Oh, do I regret that I threw away all those Braniff, Northeast, Eastern, Northwest Orient, TWA, Mohawk, Allegheny, Continental, and United timetables. But today’s newspaper does not seem like it is history; you need to wait years, and have the foresight, to preserve these artifacts. Sadly I did not.

But this was the time when jets took over the transcontinental travel (certainly the nonstop travel). There were a few propeller trips left (Northwest had an overnight “freighter” flight on a DC7C that was less expensive than day flights but made a long stop mid route).

Being fascinated with something that did not exist anymore, I wrote to United Airlines asking if they had any old timetables. I was fortunate that someone kind in marketing helped my aviation enthusiasm and sent me a few timetables from the 1946 to 1958 time period. I wish I knew his (or her) name. I am ever grateful because they did preserve a bit of airline history with me and I would like to share some of that wealth of history with you.

In 1946 United flew coast to coast with their ‘Mainliner 180’ (DC-3) and ‘Mainliner 230’ (DC-4) airplanes.
Here is the Westbound schedule for April/May 1946 (15 months before I was born)

Note flight 1 (used by many airlines as their signature flight). It is a DC-3 flight with many stops from New York to San Francisco. Note the small 1 in a circle. That indicates when a meal is served onboard. Then compare it to Flight 3 on the next page, which is a DC-4 and makes stops in Chicago and Denver on the way From New York to San Francisco.

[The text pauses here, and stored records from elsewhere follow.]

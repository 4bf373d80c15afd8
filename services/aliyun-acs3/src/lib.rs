//! Alibaba Cloud ACS3-HMAC-SHA256 signing implementation for reqsign.
//!
//! This crate signs Alibaba Cloud OpenAPI (RPC style) requests with the V3
//! signature, the scheme shared by ECS, VPC, RAM and most other products.
//!
//! ## Overview
//!
//! A request is described by a [`RequestDescriptor`]: method, url or host
//! plus path, headers, nested query parameters and body. [`RequestSigner`]
//! flattens the query, builds the [`CanonicalRequest`], and adds the
//! `x-acs-*` headers together with `Authorization`.
//!
//! ## Quick Start
//!
//! ```no_run
//! use reqsign_aliyun_acs3::{Credential, RequestDescriptor, RequestSigner};
//!
//! # fn main() -> reqsign_core::Result<()> {
//! let cred = Credential::new("your-access-key-id", "your-access-key-secret");
//!
//! let mut req = RequestDescriptor::get(
//!     "https://ecs.cn-hangzhou.aliyuncs.com/?Action=DescribeRegions&Version=2014-05-26",
//! );
//! RequestSigner::new().sign(&mut req, &cred)?;
//!
//! println!("{:?}", req.headers.get("authorization"));
//! # Ok(())
//! # }
//! ```
//!
//! ## With `http` requests
//!
//! [`RequestSigner`] implements [`reqsign_core::SignRequest`], so it plugs
//! into [`reqsign_core::Signer`] with any credential provider:
//!
//! ```no_run
//! use reqsign_aliyun_acs3::{DefaultCredentialProvider, RequestSigner};
//! use reqsign_core::{Context, OsEnv, Signer};
//!
//! #[tokio::main]
//! async fn main() -> reqsign_core::Result<()> {
//!     let ctx = Context::new().with_env(OsEnv);
//!     let signer = Signer::new(ctx, DefaultCredentialProvider::new(), RequestSigner::new());
//!
//!     let mut req = http::Request::get(
//!         "https://ecs.cn-hangzhou.aliyuncs.com/?Action=DescribeRegions&Version=2014-05-26",
//!     )
//!     .body(())
//!     .unwrap()
//!     .into_parts()
//!     .0;
//!
//!     signer.sign(&mut req, None).await?;
//!     Ok(())
//! }
//! ```
//!
//! ## Credential Sources
//!
//! ### Environment Variables
//!
//! ```bash
//! export ALIBABA_CLOUD_ACCESS_KEY_ID=your-access-key-id
//! export ALIBABA_CLOUD_ACCESS_KEY_SECRET=your-access-key-secret
//! export ALIBABA_CLOUD_SECURITY_TOKEN=your-sts-token  # optional
//! export ALIBABA_CLOUD_REGION_ID=cn-beijing          # optional
//! ```
//!
//! ### Config
//!
//! ```no_run
//! use reqsign_aliyun_acs3::{Config, DefaultCredentialProvider};
//! use std::sync::Arc;
//!
//! let config = Config {
//!     access_key_id: Some("your-access-key-id".to_string()),
//!     access_key_secret: Some("your-access-key-secret".to_string()),
//!     ..Default::default()
//! };
//! let provider = DefaultCredentialProvider::with_config(Arc::new(config));
//! ```

// Make sure all our public APIs have docs.
#![warn(missing_docs)]

mod constants;
pub use constants::{
    ALIBABA_CLOUD_ACCESS_KEY_ID, ALIBABA_CLOUD_ACCESS_KEY_SECRET, ALIBABA_CLOUD_REGION_ID,
    ALIBABA_CLOUD_SECURITY_TOKEN, DEFAULT_PRODUCT, DEFAULT_REGION,
};

mod config;
pub use config::Config;

mod credential;
pub use credential::Credential;

mod descriptor;
pub use descriptor::RequestDescriptor;

mod flatten;
pub use flatten::flatten_query;

mod canonical;
pub use canonical::{
    canonical_headers, canonical_query_string, canonical_uri, percent_encode, CanonicalHeaders,
    CanonicalRequest,
};

mod scheme;
pub use scheme::{SigningScheme, ACS3_HMAC_SHA256};

mod sign_request;
pub use sign_request::RequestSigner;

mod provide_credential;
pub use provide_credential::*;

pub mod ecs;
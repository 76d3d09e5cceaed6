pub mod assistant;
pub mod chat;
pub mod config;
pub mod platform;
pub mod session;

Timetables were also a great marketing tool for airlines. In 1946 United promoted its ‘Air Freight’ services. Reading the description, you can see that 25 pounds from Chicago to San Francisco costs less than a Priority Mail letter does today.

But timetable ads focused on passengers soon followed, as in these two 1950 ads that featured the pinnacle of luxury, the Boeing 377 Stratocruiser, flying between California and Hawaii.

In 1952 the service expanded and got faster with transcontinental DC-4, DC-6 and DC-6B flights.

And the note on the bottom of the timetable page is a reminder that while an airplane may fly between two cities and carry through passengers, it does not mean the CAB has given route permission for carrying passengers between just those two cities. But the route map grows and the times between cities decrease.

Ads in the timetables were getting to be more what we are used to in airline ads — vacation spots to exotic places, and new airplanes with “more seats and more service”.

Then the last of propeller plane services, DC7 Red Carpet Service, is described in the following December 1958 timetable. Note that not only is a meal service offered, they tell you what you are getting (i.e. Lunch and Snack). The route map has been expanded, and you can see the flight times have shortened compared to 1952.

Flight 703 is a nonstop coast to coast flight New York to San Francisco. Other airports did have DC-7 service, but the flights connected in Chicago (something I did a lot flying United in the 80’s and 90’s).

And looking at the flying time of 8 hours and 45 minutes for a New York to San Francisco flight—think of today. The flying time today is shorter, but between the car-park, monorail/bus to the terminal, security check and then the monorail/bus to the car rental facility—is it really any faster? And you did get Lunch and a Snack in those days!

I hope you enjoyed this trip back in time.